It happened on Dale Watson’s most recent Australian tour – 2011.  He and The Lone Stars were accompanied by 120 CDs for sale on the tour – an important source of revenue for the Texas-based singer as he played various venues across Australia, including two performances at Australia’s biggest festival – Bluesfest.

His ordeal with Tiger started when his baggage was lost on a flight during his Australian tour.

Attempts by the musician and his Australian representative Karl Bergersen to be compensated involved dozens of unanswered phone calls and numerous broken promises.  The delay of several cheques was blamed on ashclouds and the airlines grounding.
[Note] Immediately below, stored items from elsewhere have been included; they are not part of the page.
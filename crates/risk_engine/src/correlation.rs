//! Rank-based correlation transform (Iman–Conover).
//!
//! Imposes a target correlation structure on independently sampled factor
//! columns by reordering each column's own values. Marginals are preserved
//! exactly: every output column is a permutation of its input column.
//!
//! ## Algorithm
//!
//! ```text
//! 1. rank each column, score rank r (1-based) as Φ⁻¹((r - 0.5) / n)
//! 2. factor the target matrix C = L Lᵀ
//! 3. correlated scores S' = S Lᵀ          (row-wise: w = L z)
//! 4. uniforms U = Φ(S')
//! 5. column j ← sort(original_j) permuted by the ranks of U_j
//! ```
//!
//! Ties in `U` (possible once Φ saturates in the far tails) are broken by
//! the correlated score and then by row index, so the result is always a
//! well-defined permutation.

use crate::aggregate::SampleMatrix;
use crate::error::RiskError;
use rayon::prelude::*;
use risk_core::{norm_cdf, norm_inv_cdf, CholeskyFactor};
use std::cmp::Ordering;
use tracing::debug;

/// Row indices of `values` in ascending order (stable for ties).
pub fn rank_order(values: &[f64]) -> Vec<usize> {
    let mut order: Vec<usize> = (0..values.len()).collect();
    order.sort_by(|&a, &b| values[a].total_cmp(&values[b]));
    order
}

/// Rank-based normal scores of a column.
///
/// The element of rank `r` (1-based) maps to `Φ⁻¹((r - 0.5) / n)`.
///
/// ```rust
/// use risk_engine::correlation::normal_scores;
///
/// let scores = normal_scores(&[30.0, 10.0, 20.0]);
/// assert!(scores[1] < scores[2] && scores[2] < scores[0]);
/// assert!(scores[2].abs() < 1e-12);
/// ```
pub fn normal_scores(column: &[f64]) -> Vec<f64> {
    let quantiles = score_quantiles(column.len());
    scores_with(column, &quantiles)
}

fn score_quantiles(n: usize) -> Vec<f64> {
    let n_f = n as f64;
    (0..n)
        .map(|r| norm_inv_cdf((r as f64 + 0.5) / n_f))
        .collect()
}

fn scores_with(column: &[f64], quantiles: &[f64]) -> Vec<f64> {
    let mut scores = vec![0.0; column.len()];
    for (rank, idx) in rank_order(column).into_iter().enumerate() {
        scores[idx] = quantiles[rank];
    }
    scores
}

/// Reorders `original` so its ranks follow `uniforms` (ties broken by `scores`).
fn reorder_by_ranks(original: &[f64], uniforms: &[f64], scores: &[f64]) -> Vec<f64> {
    let mut sorted = original.to_vec();
    sorted.sort_by(f64::total_cmp);

    let mut order: Vec<usize> = (0..uniforms.len()).collect();
    order.sort_by(|&a, &b| match uniforms[a].total_cmp(&uniforms[b]) {
        Ordering::Equal => scores[a].total_cmp(&scores[b]),
        other => other,
    });

    let mut out = vec![0.0; original.len()];
    for (rank, idx) in order.into_iter().enumerate() {
        out[idx] = sorted[rank];
    }
    out
}

/// Applies the rank correlation transform described by `cholesky`.
///
/// A missing factor or a single-column matrix is returned unchanged.
///
/// # Errors
///
/// `RiskError::Configuration` if the factor dimension differs from the
/// number of columns.
///
/// # Examples
///
/// ```rust
/// use risk_core::CorrelationMatrix;
/// use risk_engine::aggregate::SampleMatrix;
/// use risk_engine::correlation::induce_correlation;
///
/// let matrix = SampleMatrix::from_columns(vec![
///     vec![1.0, 2.0, 3.0, 4.0],
///     vec![40.0, 10.0, 30.0, 20.0],
/// ]).unwrap();
/// let chol = CorrelationMatrix::from_rows(&[vec![1.0, 0.99], vec![0.99, 1.0]])
///     .unwrap()
///     .cholesky()
///     .unwrap();
///
/// let out = induce_correlation(matrix, Some(&chol)).unwrap();
/// // Strong positive correlation: second column now rises with the first
/// assert_eq!(out.column(1), &[10.0, 20.0, 30.0, 40.0]);
/// ```
pub fn induce_correlation(
    matrix: SampleMatrix,
    cholesky: Option<&CholeskyFactor>,
) -> Result<SampleMatrix, RiskError> {
    let cholesky = match cholesky {
        Some(chol) if matrix.n_cols() > 1 => chol,
        _ => return Ok(matrix),
    };

    let k = matrix.n_cols();
    let n = matrix.n_rows();
    if cholesky.dim() != k {
        return Err(RiskError::configuration(
            "correlation_matrix",
            format!("dimension {} does not match {} risk factors", cholesky.dim(), k),
        ));
    }
    debug!(factors = k, iterations = n, "inducing rank correlation");

    // Step 1: rank-based normal scores, one column per factor
    let quantiles = score_quantiles(n);
    let scores: Vec<Vec<f64>> = matrix
        .columns()
        .par_iter()
        .map(|column| scores_with(column, &quantiles))
        .collect();

    // Steps 2-3: correlate each row of scores, w = L z
    let mut correlated = vec![vec![0.0; n]; k];
    let mut z = vec![0.0; k];
    let mut w = vec![0.0; k];
    for row in 0..n {
        for (j, column) in scores.iter().enumerate() {
            z[j] = column[row];
        }
        cholesky.transform_into(&z, &mut w);
        for (j, column) in correlated.iter_mut().enumerate() {
            column[row] = w[j];
        }
    }

    // Steps 4-5: uniforms, then reorder each column's own sorted values
    let columns: Vec<Vec<f64>> = matrix
        .columns()
        .par_iter()
        .zip(correlated.par_iter())
        .map(|(original, scores)| {
            let uniforms: Vec<f64> = scores.iter().map(|&s| norm_cdf(s)).collect();
            reorder_by_ranks(original, &uniforms, scores)
        })
        .collect();

    SampleMatrix::from_columns(columns)
}

#[cfg(test)]
mod tests {
    use super::*;
    use crate::stats::pearson_correlation;
    use proptest::prelude::*;
    use risk_core::CorrelationMatrix;

    fn sorted(values: &[f64]) -> Vec<f64> {
        let mut v = values.to_vec();
        v.sort_by(f64::total_cmp);
        v
    }

    #[test]
    fn test_rank_order_is_stable() {
        assert_eq!(rank_order(&[2.0, 1.0, 2.0, 0.0]), vec![3, 1, 0, 2]);
    }

    #[test]
    fn test_normal_scores_are_symmetric() {
        let scores = normal_scores(&[5.0, 1.0, 3.0, 4.0, 2.0]);
        let mut s = sorted(&scores);
        for i in 0..s.len() / 2 {
            let j = s.len() - 1 - i;
            assert!((s[i] + s[j]).abs() < 1e-9);
        }
        s.dedup();
        assert_eq!(s.len(), 5);
    }

    #[test]
    fn test_no_matrix_is_noop() {
        let matrix = SampleMatrix::from_columns(vec![vec![3.0, 1.0], vec![2.0, 4.0]]).unwrap();
        let out = induce_correlation(matrix.clone(), None).unwrap();
        assert_eq!(out, matrix);
    }

    #[test]
    fn test_single_factor_is_noop() {
        let matrix = SampleMatrix::from_columns(vec![vec![3.0, 1.0, 2.0]]).unwrap();
        let chol = CholeskyFactor::identity(1);
        let out = induce_correlation(matrix.clone(), Some(&chol)).unwrap();
        assert_eq!(out, matrix);
    }

    #[test]
    fn test_identity_preserves_original_order() {
        let matrix = SampleMatrix::from_columns(vec![
            vec![0.3, -1.2, 4.5, 2.2, 0.0],
            vec![10.0, 7.0, 8.0, 9.0, 11.0],
        ])
        .unwrap();
        let chol = CholeskyFactor::identity(2);
        let out = induce_correlation(matrix.clone(), Some(&chol)).unwrap();
        assert_eq!(out, matrix);
    }

    #[test]
    fn test_dimension_mismatch_is_configuration_error() {
        let matrix = SampleMatrix::from_columns(vec![vec![1.0], vec![2.0]]).unwrap();
        let chol = CholeskyFactor::identity(3);
        let err = induce_correlation(matrix, Some(&chol)).unwrap_err();
        assert_eq!(err.field(), Some("correlation_matrix"));
    }

    #[test]
    fn test_negative_correlation_reverses_ranks() {
        let matrix = SampleMatrix::from_columns(vec![
            (0..200).map(f64::from).collect(),
            (0..200).map(|i| f64::from(i) * 3.0).collect(),
        ])
        .unwrap();
        let chol = CorrelationMatrix::from_rows(&[vec![1.0, -1.0], vec![-1.0, 1.0]])
            .unwrap()
            .cholesky()
            .unwrap();
        let out = induce_correlation(matrix, Some(&chol)).unwrap();
        let rho = pearson_correlation(out.column(0), out.column(1));
        assert!((rho + 1.0).abs() < 1e-9, "rho = {}", rho);
    }

    proptest! {
        #[test]
        fn prop_columns_are_permutations(
            a in proptest::collection::vec(-1e6f64..1e6, 2..80),
            rho in -0.95f64..0.95,
        ) {
            let b: Vec<f64> = a.iter().rev().map(|x| x * 0.5 + 1.0).collect();
            let matrix = SampleMatrix::from_columns(vec![a.clone(), b.clone()]).unwrap();
            let chol = CorrelationMatrix::from_rows(&[vec![1.0, rho], vec![rho, 1.0]])
                .unwrap()
                .cholesky()
                .unwrap();
            let out = induce_correlation(matrix, Some(&chol)).unwrap();
            prop_assert_eq!(sorted(out.column(0)), sorted(&a));
            prop_assert_eq!(sorted(out.column(1)), sorted(&b));
        }
    }
}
Aside from the lost CDs, one of his band members had to pay $500 to get his pedal steel guitar on a Tiger flight.  I remember his Bluesfest set containing criticisms of Tiger’s customer service.

This is one tale that has a happy ending, though.  Tiger Airways finally bowed to pressure from the singer seeking compensation.  The Singapore Airlines-backed carrier finally confirmed it had repaid Watson the $2000 wholesale cost of the 120 CDs and the $500 excess baggage charge for the lost cargo.

‘‘We have covered the excess baggage and we’ve come to an agreement with Dale … [to cover] the wholesale cost of his package,’’ said Tiger spokesman Simon Murphy.

‘‘We see it as a one-off,’’ he said.

But after being pursued by Watson for four months, the payment came too late for Tiger to stop the aggrieved country musician from posting a clip online of his song Tiger Airways – We Don’t Careways.

Murphy gets a special mention on Watson’s song for being part of the airline’s unhelpful public relations team.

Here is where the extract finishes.